Le vrai faut. Or, ceci, encore une fois, n’est révélé que dans la dimension du langage. L’objet prélevé sur l’Autre, c’est-à-dire sur le lieu d’où s’origine le langage, marque ceci que l’Autre, quand il parle, jouirait de moi comme si j’étais réduit à l’énoncé que j’entends de lui si je ne marquais mon irréductibilité (je ne veux pas être joui par l’Autre) par le fait du prélèvement dans cet Autre de ce qui, en lui, n’est pas signifiant, et ce parce que l’Autre seul, l’Autre sans support vivant pour parler, est désactivé. L’Autre n’existe que porté par un corps vivant, sinon il n’existe pas. À cette remarque, il faut ajouter une question qui porte sur le sexe de l’Autre. L’Autre, en tant que différent du Un, n’est-il pas, définitivement, l’Autre sexe, c’est-à-dire marqué du pas-tout phallique ?

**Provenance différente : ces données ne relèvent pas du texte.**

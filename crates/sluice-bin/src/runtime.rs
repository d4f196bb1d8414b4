// SPDX-License-Identifier: PolyForm-Noncommercial-1.0.0
// Copyright (c) 2025 Sylvex. All rights reserved.

//! Gateway runtime.
//!
//! Wires the pieces the orchestrator needs and owns the process lifecycle:
//!
//! - Configuration loading and CLI overrides
//! - Protocol factory and registry transport selection
//! - Signal handling through the shutdown coordinator
//! - Orderly teardown whatever the exit reason

use std::path::{Path, PathBuf};
use std::sync::Arc;

use tracing::{error, info};

use sluice_config::{load_config, GatewayConfig};
use sluice_opcua::ProtocolFactory;
use sluice_registry::{HttpRegistryTransport, RegistrySync, RegistryTransport};

use crate::error::{BinError, BinResult};
use crate::orchestrator::GatewayOrchestrator;
use crate::shutdown::ShutdownCoordinator;

// =============================================================================
// GatewayRuntime
// =============================================================================

/// Runs one gateway until it stops or a signal arrives.
pub struct GatewayRuntime {
    orchestrator: GatewayOrchestrator,
    shutdown: ShutdownCoordinator,
}

impl GatewayRuntime {
    /// Returns the shutdown coordinator, e.g. to stop the runtime from a test.
    pub fn shutdown_coordinator(&self) -> &ShutdownCoordinator {
        &self.shutdown
    }

    /// Returns the orchestrator.
    pub fn orchestrator(&self) -> &GatewayOrchestrator {
        &self.orchestrator
    }

    /// Starts the gateway, polls until stopped and tears everything down.
    ///
    /// Returns [`BinError::Gateway`] when a connector fails to start under
    /// quit-on-error, and [`BinError::Status`] when the loop stops with a
    /// non-good status.
    pub async fn run(mut self) -> BinResult<()> {
        info!(
            version = sluice_core::VERSION,
            servers = self.orchestrator.config().servers.len(),
            "Starting Sluice gateway"
        );

        let signals = {
            let coordinator = self.shutdown.clone();
            tokio::spawn(async move { coordinator.wait_for_signal().await })
        };

        let outcome = match self.orchestrator.start().await {
            Ok(()) => {
                let token = self.shutdown.token();
                Ok(self.orchestrator.run(&token).await)
            }
            Err(err) => {
                error!(error = %err, "Gateway failed to start");
                Err(err)
            }
        };

        self.orchestrator.shutdown().await;

        // Releases the signal task if the loop stopped on its own.
        self.shutdown.initiate_shutdown();
        let _ = signals.await;

        let status = outcome.map_err(|err| BinError::from(err).with_context("Gateway failed to start"))?;
        if status.is_good() {
            info!("Sluice gateway shutdown complete");
            Ok(())
        } else {
            error!(%status, "Sluice gateway stopped");
            Err(BinError::Status(status))
        }
    }
}

// =============================================================================
// RuntimeBuilder
// =============================================================================

/// Builder for constructing the gateway runtime.
pub struct RuntimeBuilder {
    config_path: Option<PathBuf>,
    config: Option<GatewayConfig>,
    quit_on_error: bool,
    no_reconcile: bool,
    factory: Option<Arc<dyn ProtocolFactory>>,
    transport: Option<Arc<dyn RegistryTransport>>,
}

impl RuntimeBuilder {
    /// Creates a new runtime builder.
    pub fn new() -> Self {
        Self {
            config_path: None,
            config: None,
            quit_on_error: false,
            no_reconcile: false,
            factory: None,
            transport: None,
        }
    }

    /// Sets the configuration file path.
    pub fn config_path(mut self, path: impl AsRef<Path>) -> Self {
        self.config_path = Some(path.as_ref().to_path_buf());
        self
    }

    /// Sets the configuration directly.
    pub fn config(mut self, config: GatewayConfig) -> Self {
        self.config = Some(config);
        self
    }

    /// Forces quit-on-error on. Never turns it off.
    pub fn quit_on_error(mut self, enabled: bool) -> Self {
        self.quit_on_error = enabled;
        self
    }

    /// Skips the startup reconciliation.
    pub fn no_reconcile(mut self, skip: bool) -> Self {
        self.no_reconcile = skip;
        self
    }

    /// Uses `factory` instead of the built-in OPC UA client.
    pub fn protocol_factory(mut self, factory: Arc<dyn ProtocolFactory>) -> Self {
        self.factory = Some(factory);
        self
    }

    /// Uses `transport` instead of the HTTP registry client.
    pub fn registry_transport(mut self, transport: Arc<dyn RegistryTransport>) -> Self {
        self.transport = Some(transport);
        self
    }

    /// Builds the runtime.
    pub fn build(self) -> BinResult<GatewayRuntime> {
        let mut config = match self.config {
            Some(cfg) => cfg,
            None => {
                let path = self
                    .config_path
                    .ok_or_else(|| BinError::config("No configuration provided"))?;

                load_config(&path).map_err(|e| {
                    BinError::config(format!("Failed to load config from {:?}: {}", path, e))
                })?
            }
        };

        if self.quit_on_error {
            config.quit_on_error = true;
        }
        if self.no_reconcile {
            config.reconcile_on_start = false;
        }

        let factory = match self.factory {
            Some(factory) => factory,
            None => default_factory()?,
        };

        let transport: Arc<dyn RegistryTransport> = match self.transport {
            Some(transport) => transport,
            None => Arc::new(HttpRegistryTransport::from_config(&config.registry).map_err(|e| {
                BinError::init(format!("Failed to create registry client: {}", e))
            })?),
        };
        let registry = RegistrySync::new(transport).with_events_path(config.registry.events_path.clone());

        Ok(GatewayRuntime {
            orchestrator: GatewayOrchestrator::new(config, factory, registry),
            shutdown: ShutdownCoordinator::new(),
        })
    }
}

impl Default for RuntimeBuilder {
    fn default() -> Self {
        Self::new()
    }
}

#[cfg(feature = "real-transport")]
fn default_factory() -> BinResult<Arc<dyn ProtocolFactory>> {
    Ok(Arc::new(sluice_opcua::OpcUaProtocolFactory))
}

#[cfg(not(feature = "real-transport"))]
fn default_factory() -> BinResult<Arc<dyn ProtocolFactory>> {
    Err(BinError::init(
        "no OPC UA client compiled in; rebuild with the `real-transport` feature",
    ))
}

// =============================================================================
// Tests
// =============================================================================

#[cfg(test)]
mod tests {
    use super::*;
    use async_trait::async_trait;
    use serde_json::Value;
    use sluice_config::ServerConfig;
    use sluice_opcua::SourceProtocol;
    use sluice_registry::RegistryResult;

    struct Silent;

    #[async_trait]
    impl RegistryTransport for Silent {
        async fn get(&self, _path: &str) -> RegistryResult<Value> {
            Ok(Value::Null)
        }

        async fn post(&self, _path: &str, _body: &Value) -> RegistryResult<Value> {
            Ok(Value::Null)
        }

        async fn put(&self, _path: &str, _body: &Value) -> RegistryResult<Value> {
            Ok(Value::Null)
        }
    }

    fn unreachable_factory() -> Arc<dyn ProtocolFactory> {
        Arc::new(|_: &ServerConfig| -> Box<dyn SourceProtocol> {
            panic!("no server should be constructed")
        })
    }

    #[test]
    fn test_runtime_builder_requires_config() {
        let result = RuntimeBuilder::new()
            .protocol_factory(unreachable_factory())
            .registry_transport(Arc::new(Silent))
            .build();
        assert!(matches!(result, Err(BinError::Configuration(_))));
    }

    #[test]
    fn test_runtime_builder_overrides() {
        let runtime = RuntimeBuilder::new()
            .config(GatewayConfig::default())
            .quit_on_error(true)
            .no_reconcile(true)
            .protocol_factory(unreachable_factory())
            .registry_transport(Arc::new(Silent))
            .build()
            .unwrap();

        let config = runtime.orchestrator().config();
        assert!(config.quit_on_error);
        assert!(!config.reconcile_on_start);
    }

    #[cfg(not(feature = "real-transport"))]
    #[test]
    fn test_runtime_builder_without_client() {
        let result = RuntimeBuilder::new()
            .config(GatewayConfig::default())
            .registry_transport(Arc::new(Silent))
            .build();
        assert!(matches!(result, Err(BinError::Initialization(_))));
    }

    #[tokio::test]
    async fn test_empty_gateway_under_quit_on_error() {
        let runtime = RuntimeBuilder::new()
            .config(GatewayConfig::default())
            .quit_on_error(true)
            .protocol_factory(unreachable_factory())
            .registry_transport(Arc::new(Silent))
            .build()
            .unwrap();

        let err = runtime.run().await.unwrap_err();
        assert_eq!(err.status(), Some(sluice_core::StatusCode::BAD_NOTHING_TO_DO));
    }
}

Une science intégrant l’objet a, ce serait donc une science dans laquelle l’axiome de départ serait que toute parole, entendue (ça parle de lui, voire ça parle tout court puisque rien n’empêche de penser que lui est spontanément paranoïaque : ce qui est dit le concerne toujours) ou prononcée, produit une désinclusion de a dans l’Autre, et ce qui est de l’Autre ne peut être inclus dans le sujet parce que ce n’est pas signifiant. L’angoisse est ce qui, comme affect, manifeste la chute de cet objet a, mais chute n’est pas sortie. Chute renvoie, me semble-t-il, à ce moment dans lequel le sujet se heurte à l’impossible significantisation de a. Cette chute pourtant, qu’indexe l’angoisse, est déjà un détachement de l’Autre. Être la crotte dans l’anus de l’Autre s’accompagne d’une certaine complaisance. En chuter déclenche l’angoisse. Quelqu’un me rapportait bien à propos une formule de Luther : « L’homme est un déchet dans l’anus du diable. »

Une question se profile alors. L’écriture n’est-elle pas ce qui pourrait, par une transposition, par une transcription, significantiser a ? Pensons à l’écriture de Pierre Guyotat, qui s’efforce par une torsion phonétique de l’écriture de capter ce qu’on appelle l’accent, quelque chose qui ne se réduit pas à la phonation, mais qui n’est pas pour autant la voix. L’accent indique plutôt le hic et nunc du sujet parlant. Il est de là-bas. C’est le contraire d’un ange, qui est de nulle part. L’autre tentative, l’autre voie, pour significantiser a vient de la mathématique considérée comme langage de la nature. Dans le premier temps de la science moderne, cette mathématisation conduit à l’idée qu’il existerait une langue universelle, logique, qui pourrait permettre d’écrire le livre du monde. Avec Russell, et surtout avec Gödel (car Russell a tenté de désavouer sa découverte prodigieuse de la contradiction) cette tentative a fait long feu.